Who cares wins: ESG investing in emerging markets needs an active approach

A rising number of assets are now run with an environmental, social, and governance (ESG) mandate. According to a global survey by BNP Paribas, the percentage of asset managers that integrated environmental, social, and governance factors into their portfolios rose from 53% in 2017 to 62% in 2019.


Gonzalo Pángaro, portfolio manager, emerging markets equity strategy, at T. Rowe Price, believes that ESG is a key component of the investment process. ‘It informs investors about the quality of a company and identifies material risks to the sustainability of its long-term growth,’ he states.

Beware of the index

Passive managers, however, often struggle with ESG investing as they have to own the index, making no allowance for a company’s ESG behaviour and risks. There is a wide variance between different companies on their approach and consideration of ESG criteria.

Incorporating ESG principles into an active investment approach meets these challenges head on. According to Ernest Yeung, portfolio manager at T. Rowe Price, this is particularly the case in emerging economies where the value potential of so-called forgotten companies is either unrecognised or not fully understood. ‘There remains a general perception among investors of an “ESG shortfall” when it comes to emerging markets. This broad‑brush view, however, presents good opportunities for active investors. By identifying mispriced stocks, where strong or improving ESG standards are being underappreciated, they can benefit from long‑term price improvements.’

T. Rowe Price, for example, developed its own proprietary ESG analysis via a Responsible Investor Indicator Model (RIIM), which proactively and systematically analyses the profiles of more than 14,000 companies. For example, in the environmental section, the model identifies climate change considerations beyond greenhouse gas emissions. ‘While carbon is the focus of public debate and data is widely available, we believe limiting analysis to this factor is short-sighted,’ Yeung says. ‘Many other climate change factors – such as water availability, local pollution and waste management – are more likely to be catalysts for regulatory change.’

He adds that most companies will feel a pull and push effect from climate change factors through different aspects of their business model. Food companies, for instance, may benefit from consumer demand for organic products, but suffer when a drought affects its agricultural supply chain.

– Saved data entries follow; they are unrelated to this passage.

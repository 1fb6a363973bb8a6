use shared::{load_while_mounted, DashboardState, LedgerFormatter, LoadOutcome, MountGuard, TransactionRepository};
use wasm_bindgen_futures::spawn_local;
use yew::prelude::*;

use crate::services::logging::Logger;

const COMPONENT: &str = "use-dashboard";

/// Loads the dashboard once per mount.
///
/// The fetch runs on first render only. Its result is dropped if the
/// component unmounts before it resolves, and an empty response leaves the
/// state unloaded.
#[hook]
pub fn use_dashboard<R>(repository: &R, formatter: &LedgerFormatter) -> DashboardState
where
    R: TransactionRepository + Clone + 'static,
{
    let state = use_state(DashboardState::default);

    {
        let state = state.clone();
        let repository = repository.clone();
        let formatter = formatter.clone();

        use_effect_with((), move |_| {
            let guard = MountGuard::new();

            {
                let guard = guard.clone();
                spawn_local(async move {
                    match load_while_mounted(&repository, &formatter, &guard).await {
                        LoadOutcome::Loaded(data) => {
                            Logger::info_with_component(
                                COMPONENT,
                                &format!("Loaded {} transactions", data.transactions.len()),
                            );
                            state.set((*state).clone().apply(Some(data)));
                        }
                        LoadOutcome::Empty => {
                            Logger::debug_with_component(COMPONENT, "Empty response body, keeping initial state");
                        }
                        LoadOutcome::Discarded => {
                            Logger::debug_with_component(COMPONENT, "Unmounted before transactions arrived, discarding result");
                        }
                        LoadOutcome::Failed(e) => {
                            Logger::error_with_component(COMPONENT, &format!("Failed to load transactions: {}", e));
                        }
                    }
                });
            }

            move || guard.release()
        });
    }

    (*state).clone()
}
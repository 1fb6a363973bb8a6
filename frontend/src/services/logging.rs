use std::cell::Cell;

#[derive(Debug, Clone, Copy, PartialEq, Eq, PartialOrd, Ord)]
pub enum LogLevel {
    Debug,
    Info,
    Warn,
    Error,
}

impl LogLevel {
    pub fn parse(value: &str) -> Option<Self> {
        match value.trim().to_ascii_lowercase().as_str() {
            "debug" => Some(LogLevel::Debug),
            "info" => Some(LogLevel::Info),
            "warn" | "warning" => Some(LogLevel::Warn),
            "error" => Some(LogLevel::Error),
            _ => None,
        }
    }

    pub fn as_str(&self) -> &'static str {
        match self {
            LogLevel::Debug => "DEBUG",
            LogLevel::Info => "INFO",
            LogLevel::Warn => "WARN",
            LogLevel::Error => "ERROR",
        }
    }
}

thread_local! {
    static MIN_LEVEL: Cell<LogLevel> = Cell::new(LogLevel::Info);
}

/// Browser console logger tagged with the emitting component.
pub struct Logger;

impl Logger {
    /// Set the minimum level that reaches the console.
    pub fn init(level: LogLevel) {
        MIN_LEVEL.with(|min| min.set(level));
    }

    pub fn enabled(level: LogLevel) -> bool {
        MIN_LEVEL.with(|min| level >= min.get())
    }

    pub fn debug_with_component(component: &str, message: &str) {
        Self::log(LogLevel::Debug, component, message);
    }

    pub fn info_with_component(component: &str, message: &str) {
        Self::log(LogLevel::Info, component, message);
    }

    pub fn error_with_component(component: &str, message: &str) {
        Self::log(LogLevel::Error, component, message);
    }

    fn log(level: LogLevel, component: &str, message: &str) {
        if !Self::enabled(level) {
            return;
        }

        let line = format_line(level, component, message);
        match level {
            LogLevel::Debug => gloo::console::debug!(line),
            LogLevel::Info => gloo::console::info!(line),
            LogLevel::Warn => gloo::console::warn!(line),
            LogLevel::Error => gloo::console::error!(line),
        }
    }
}

fn format_line(level: LogLevel, component: &str, message: &str) -> String {
    format!("[{}] [{}] {}", level.as_str(), component, message)
}
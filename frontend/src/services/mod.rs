pub mod api;
pub mod config;
pub mod logging;
//! Login screen controller.

use subdesk_client::{ApiClient, ApiError, SessionStore};
use subdesk_types::api::LoginRequest;
use subdesk_types::models::{Role, Session};
use tracing::{debug, info};

use crate::route::Route;

/// The login form: a role picker plus credentials.
///
/// Plain owned state; nothing async holds onto it between submissions, so
/// no locking here.
#[derive(Debug, Clone)]
pub struct LoginForm {
    role: Role,
    username: String,
    password: String,
    error: Option<String>,
}

impl LoginForm {
    pub fn new() -> Self {
        Self::with_role(Role::Admin)
    }

    pub fn with_role(role: Role) -> Self {
        Self {
            role,
            username: String::new(),
            password: String::new(),
            error: None,
        }
    }

    /// Switching role starts the form over: credentials typed for one
    /// role must not leak into an attempt as another.
    pub fn select_role(&mut self, role: Role) {
        debug!(role = %role, "login role selected");
        self.role = role;
        self.username.clear();
        self.password.clear();
        self.error = None;
    }

    pub fn set_username(&mut self, username: impl Into<String>) {
        self.username = username.into();
    }

    pub fn set_password(&mut self, password: impl Into<String>) {
        self.password = password.into();
    }

    pub fn role(&self) -> Role {
        self.role
    }

    pub fn username(&self) -> &str {
        &self.username
    }

    pub fn error(&self) -> Option<&str> {
        self.error.as_deref()
    }

    /// Submits the form. On success the session is stored and the landing
    /// route for the selected role is returned; on failure the error text
    /// is kept on the form and `None` is returned.
    pub async fn submit(&mut self, client: &ApiClient, sessions: &SessionStore) -> Option<Route> {
        self.error = None;
        if self.username.is_empty() || self.password.is_empty() {
            self.error = Some("Please fill in all fields".into());
            return None;
        }

        let req = LoginRequest {
            username: self.username.clone(),
            password: self.password.clone(),
            role: self.role,
        };
        match client.login(&req).await {
            Ok(()) => {
                info!(username = %self.username, role = %self.role, "login accepted");
                sessions.sign_in(Session {
                    username: self.username.clone(),
                    role: self.role,
                });
                Some(Route::for_role(self.role))
            }
            Err(err) => {
                self.error = Some(login_error_text(err));
                None
            }
        }
    }
}

impl Default for LoginForm {
    fn default() -> Self {
        Self::new()
    }
}

/// A rejection surfaces the server's own words when it sent any; the
/// fallbacks cover an empty body and an unreachable backend.
fn login_error_text(err: ApiError) -> String {
    match err {
        ApiError::Server { body, .. } if !body.trim().is_empty() => body,
        ApiError::Server { .. } => "Invalid Username or Password for the selected role.".into(),
        _ => "Could not connect to the server. Please check your backend.".into(),
    }
}

#[cfg(test)]
mod tests {
    use super::*;

    #[tokio::test]
    async fn blank_fields_fail_before_any_network_call() {
        // Port 9 is discard; nothing listens, so reaching the network
        // would surface as a connect error instead of the local message.
        let client = ApiClient::new("http://127.0.0.1:9");
        let sessions = SessionStore::default();

        let mut form = LoginForm::new();
        form.set_username("maya");
        let route = form.submit(&client, &sessions).await;

        assert_eq!(route, None);
        assert_eq!(form.error(), Some("Please fill in all fields"));
        assert_eq!(sessions.current(), None);
    }

    #[test]
    fn switching_role_clears_credentials_and_error() {
        let mut form = LoginForm::new();
        assert_eq!(form.role(), Role::Admin);

        form.set_username("maya");
        form.set_password("hunter2");
        form.select_role(Role::Subscriber);

        assert_eq!(form.role(), Role::Subscriber);
        assert_eq!(form.username(), "");
        assert_eq!(form.error(), None);
    }

    #[tokio::test]
    async fn unreachable_backend_reports_a_connection_error() {
        let client = ApiClient::new("http://127.0.0.1:9");
        let sessions = SessionStore::default();

        let mut form = LoginForm::new();
        form.set_username("maya");
        form.set_password("letmein");
        let route = form.submit(&client, &sessions).await;

        assert_eq!(route, None);
        assert_eq!(
            form.error(),
            Some("Could not connect to the server. Please check your backend.")
        );
        assert_eq!(sessions.current(), None);
    }

    #[test]
    fn server_rejection_prefers_the_body_text() {
        let err = ApiError::Server {
            status: reqwest::StatusCode::UNAUTHORIZED,
            body: "Account locked".into(),
        };
        assert_eq!(login_error_text(err), "Account locked");

        let blank = ApiError::Server {
            status: reqwest::StatusCode::UNAUTHORIZED,
            body: "  ".into(),
        };
        assert_eq!(
            login_error_text(blank),
            "Invalid Username or Password for the selected role."
        );
    }
}
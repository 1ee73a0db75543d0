use subdesk_types::models::GroupRecord;

/// Fields a record offers to the substring search.
///
/// The dashboard matches on group name and description; the admin console
/// matches on username, group, and derived report name. Implementations
/// return borrowed field values in no particular order; the filter treats
/// them as one logical OR.
pub trait SearchTargets {
    fn search_targets(&self) -> Vec<&str>;
}

impl SearchTargets for GroupRecord {
    fn search_targets(&self) -> Vec<&str> {
        vec![&self.group_name, &self.description]
    }
}

/// Narrow a slice to the records matching `query`.
///
/// The lower-cased query must be a substring of at least one lower-cased
/// target field. A query that is empty or all whitespace filters nothing
/// (the emptiness test trims; the match itself uses the query verbatim,
/// so internal whitespace must occur literally). Unanchored and
/// case-insensitive, re-evaluated against the already-partitioned bucket
/// for the active tab on every query change, never against the raw fetch.
pub fn filter<'a, T: SearchTargets>(records: &'a [T], query: &str) -> Vec<&'a T> {
    if query.trim().is_empty() {
        return records.iter().collect();
    }
    let needle = query.to_lowercase();
    records
        .iter()
        .filter(|record| {
            record
                .search_targets()
                .iter()
                .any(|target| target.to_lowercase().contains(&needle))
        })
        .collect()
}
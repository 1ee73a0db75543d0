use std::sync::{Arc, Mutex};

use tracing::info;

use subdesk_types::models::{Role, Session};

/// In-process analog of the browser's session storage.
///
/// One store per application, handed to views by clone. Created empty,
/// signed in exactly on a successful login, cleared on logout; views only
/// ever read snapshots, never hold a reference into the store.
#[derive(Clone, Default)]
pub struct SessionStore {
    inner: Arc<Mutex<Option<Session>>>,
}

impl SessionStore {
    pub fn new() -> Self {
        Self::default()
    }

    /// Record a successful login. Replaces any previous session.
    pub fn sign_in(&self, session: Session) {
        info!(username = %session.username, role = %session.role, "session created");
        *self.inner.lock().unwrap() = Some(session);
    }

    /// Clear the session. Returns the identity that was signed in, if any.
    pub fn sign_out(&self) -> Option<Session> {
        let previous = self.inner.lock().unwrap().take();
        if let Some(ref session) = previous {
            info!(username = %session.username, "session destroyed");
        }
        previous
    }

    /// Read-only snapshot of the current session.
    pub fn current(&self) -> Option<Session> {
        self.inner.lock().unwrap().clone()
    }

    /// The signed-in username, if any.
    pub fn username(&self) -> Option<String> {
        self.current().map(|s| s.username)
    }

    /// Whether someone is signed in under the given role.
    pub fn has_role(&self, role: Role) -> bool {
        self.current().is_some_and(|s| s.role == role)
    }
}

Semiconductor manufacturers benefit from digitisation, a notable portion of which is driven by energy efficiency, but then face an operational risk based on power and water supplies. ‘In these cases, it is about understanding how a company is managing its climate change exposure and the adaptability of its business model to a lower carbon world,’ Yeung points out.

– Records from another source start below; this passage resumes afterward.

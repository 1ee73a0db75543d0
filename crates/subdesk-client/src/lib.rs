/// Subdesk client: the HTTP boundary to the subscription backend.
///
/// Everything authoritative (credentials, request persistence, approval
/// transitions) happens on the other side of these calls. This crate
/// only ships typed fetches, the failure taxonomy, and the session
/// context object the views read.

pub mod error;
pub mod http;
pub mod session;

// Re-export key types for convenience.
pub use error::ApiError;
pub use http::ApiClient;
pub use session::SessionStore;
pub mod api;
pub mod models;
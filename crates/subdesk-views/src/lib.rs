/// Subdesk Views - View controllers for the subscription console
///
/// Each screen of the console is a controller that owns its screen state
/// and talks to the backend through `subdesk_client::ApiClient`. The
/// controllers hold no rendering logic; a frontend (or the reference
/// console binary) reads their snapshots and draws them however it likes.
///
/// All mutation runs on the caller's task. Controllers are cheap to clone
/// and share one inner state, so a renderer and an in-flight fetch can
/// hold the same view.
pub mod admin;
pub mod dashboard;
pub mod login;
pub mod notice;
pub mod notifications;
pub mod route;

// Re-export key types for convenience.
pub use admin::{AdminView, RequestRow};
pub use dashboard::{DashboardTab, DashboardView, TabCounts};
pub use login::LoginForm;
pub use notice::{Notice, NoticeKind};
pub use route::Route;
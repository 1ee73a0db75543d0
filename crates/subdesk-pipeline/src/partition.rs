use subdesk_types::models::{GroupRecord, SubscriptionStatus};

/// The three disjoint views of one fetched group snapshot.
///
/// Buckets hold owned copies: a snapshot is replaced wholesale on every
/// fetch, so nothing may borrow from the previous one. Within each bucket
/// the records keep the relative order the backend sent them in.
#[derive(Debug, Clone, Default, PartialEq)]
pub struct StatusBuckets {
    pub subscribed: Vec<GroupRecord>,
    pub unsubscribed: Vec<GroupRecord>,
    pub pending: Vec<GroupRecord>,
}

impl StatusBuckets {
    /// Total records across all three buckets.
    pub fn len(&self) -> usize {
        self.subscribed.len() + self.unsubscribed.len() + self.pending.len()
    }

    pub fn is_empty(&self) -> bool {
        self.len() == 0
    }

    /// The bucket for one status.
    pub fn for_status(&self, status: SubscriptionStatus) -> &[GroupRecord] {
        match status {
            SubscriptionStatus::Subscribed => &self.subscribed,
            SubscriptionStatus::Unsubscribed => &self.unsubscribed,
            SubscriptionStatus::Pending => &self.pending,
        }
    }
}

/// Split a snapshot into its status buckets.
///
/// Single pass, order preserving, no record duplicated or dropped: status
/// is a total, exclusive tag, so the buckets' concatenation is always a
/// permutation of the input. Empty input yields three empty buckets.
pub fn partition(groups: &[GroupRecord]) -> StatusBuckets {
    let mut buckets = StatusBuckets::default();
    for group in groups {
        let bucket = match group.status {
            SubscriptionStatus::Subscribed => &mut buckets.subscribed,
            SubscriptionStatus::Unsubscribed => &mut buckets.unsubscribed,
            SubscriptionStatus::Pending => &mut buckets.pending,
        };
        bucket.push(group.clone());
    }
    buckets
}

#[cfg(test)]
mod tests {
    use super::*;

    fn group(id: &str, name: &str, desc: &str, status: SubscriptionStatus) -> GroupRecord {
        GroupRecord {
            id: id.into(),
            group_name: name.into(),
            description: desc.into(),
            status,
        }
    }

    fn sample() -> Vec<GroupRecord> {
        vec![
            group("1", "Finance", "Finance data", SubscriptionStatus::Unsubscribed),
            group("2", "Ops", "Ops data", SubscriptionStatus::Subscribed),
            group("3", "Compliance_Data", "Audit trail", SubscriptionStatus::Pending),
            group("4", "Risk", "Risk models", SubscriptionStatus::Unsubscribed),
            group("5", "Treasury", "Cash positions", SubscriptionStatus::Subscribed),
        ]
    }

    #[test]
    fn empty_input_yields_empty_buckets() {
        let buckets = partition(&[]);
        assert!(buckets.is_empty());
        assert_eq!(buckets, StatusBuckets::default());
    }

    #[test]
    fn finance_ops_scenario() {
        let groups = vec![
            group("1", "Finance", "Finance data", SubscriptionStatus::Unsubscribed),
            group("2", "Ops", "Ops data", SubscriptionStatus::Subscribed),
        ];
        let buckets = partition(&groups);
        assert_eq!(buckets.subscribed.len(), 1);
        assert_eq!(buckets.subscribed[0].group_name, "Ops");
        assert_eq!(buckets.unsubscribed.len(), 1);
        assert_eq!(buckets.unsubscribed[0].group_name, "Finance");
        assert!(buckets.pending.is_empty());
    }

    #[test]
    fn concatenation_is_a_permutation_of_the_input() {
        let groups = sample();
        let buckets = partition(&groups);
        assert_eq!(buckets.len(), groups.len());

        let mut seen: Vec<&str> = buckets
            .subscribed
            .iter()
            .chain(&buckets.unsubscribed)
            .chain(&buckets.pending)
            .map(|g| g.id.as_str())
            .collect();
        seen.sort_unstable();
        let mut expected: Vec<&str> = groups.iter().map(|g| g.id.as_str()).collect();
        expected.sort_unstable();
        assert_eq!(seen, expected);
    }

    #[test]
    fn buckets_are_pairwise_disjoint_and_pure() {
        let buckets = partition(&sample());
        for g in &buckets.subscribed {
            assert_eq!(g.status, SubscriptionStatus::Subscribed);
        }
        for g in &buckets.unsubscribed {
            assert_eq!(g.status, SubscriptionStatus::Unsubscribed);
        }
        for g in &buckets.pending {
            assert_eq!(g.status, SubscriptionStatus::Pending);
        }
    }

    #[test]
    fn relative_order_is_preserved_per_bucket() {
        let buckets = partition(&sample());
        let unsub: Vec<&str> = buckets.unsubscribed.iter().map(|g| g.id.as_str()).collect();
        assert_eq!(unsub, ["1", "4"]);
        let sub: Vec<&str> = buckets.subscribed.iter().map(|g| g.id.as_str()).collect();
        assert_eq!(sub, ["2", "5"]);
    }

    #[test]
    fn repartition_of_concatenated_buckets_is_idempotent() {
        let first = partition(&sample());
        let mut concatenated = Vec::new();
        concatenated.extend(first.subscribed.iter().cloned());
        concatenated.extend(first.unsubscribed.iter().cloned());
        concatenated.extend(first.pending.iter().cloned());

        let second = partition(&concatenated);
        assert_eq!(second, first);
    }
}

In contrast to passives, which have the propensity to disregard the level of ESG adherence as long as the company ticks the necessary boxes, active strategies are also able to take the degree to which ESG practices are followed into account.

Thus, active managers can make well-founded decisions in less obvious, grey-area ESG cases. For example, a company that has a thought-through ESG roadmap in place, but has only recently started its journey, may not be able to demonstrate stellar ESG credentials just yet. The potential, however, is there. While these opportunities often go unnoticed by passive investment strategies, active managers are able to capitalise on them.

Data and scoring remain biggest ESG hurdles

Active ESG investing in emerging markets does not come without its pitfalls though. The limited access to data, for example, can lead to mispricing. That is why ESG scores for the same company can differ significantly, depending on the datasets that have been used to determine them. It all comes down to the quality of data in the rating process.

‘Particularly within emerging markets, ESG research can be inconsistent, with much of the available third‑party data outdated or backward looking,’ Yeung says. ‘Being able to draw upon timely ESG analysis, where factor materiality is the primary focus, adds an important and differentiating component to investment decision making.’

Scoring ESG factors represents another issue. Simply put, the main imperative of ESG investors adds up to ‘do well and do good.’ But while portfolio managers usually have sets of criteria at their disposal to assess the ESG-friendliness of their investments, translating the ‘do well’ into numbers can be tricky.

There are ways to measure the relative value of ESG metrics, though. By comparing ESG scores to an index, benchmarking portfolios against peers or referring to personal performance levels in the past, active managers are able to quantify their ESG outcomes regardless.

ESG investing may have reached the mainstream, but it is still in its infancy in emerging markets. But investors say this is about to change. Yeung says: ‘Our experience is that there is an increasing appetite for engagement among emerging market companies – a keenness that is sometimes stronger than that exhibited by their developed market counterparts.’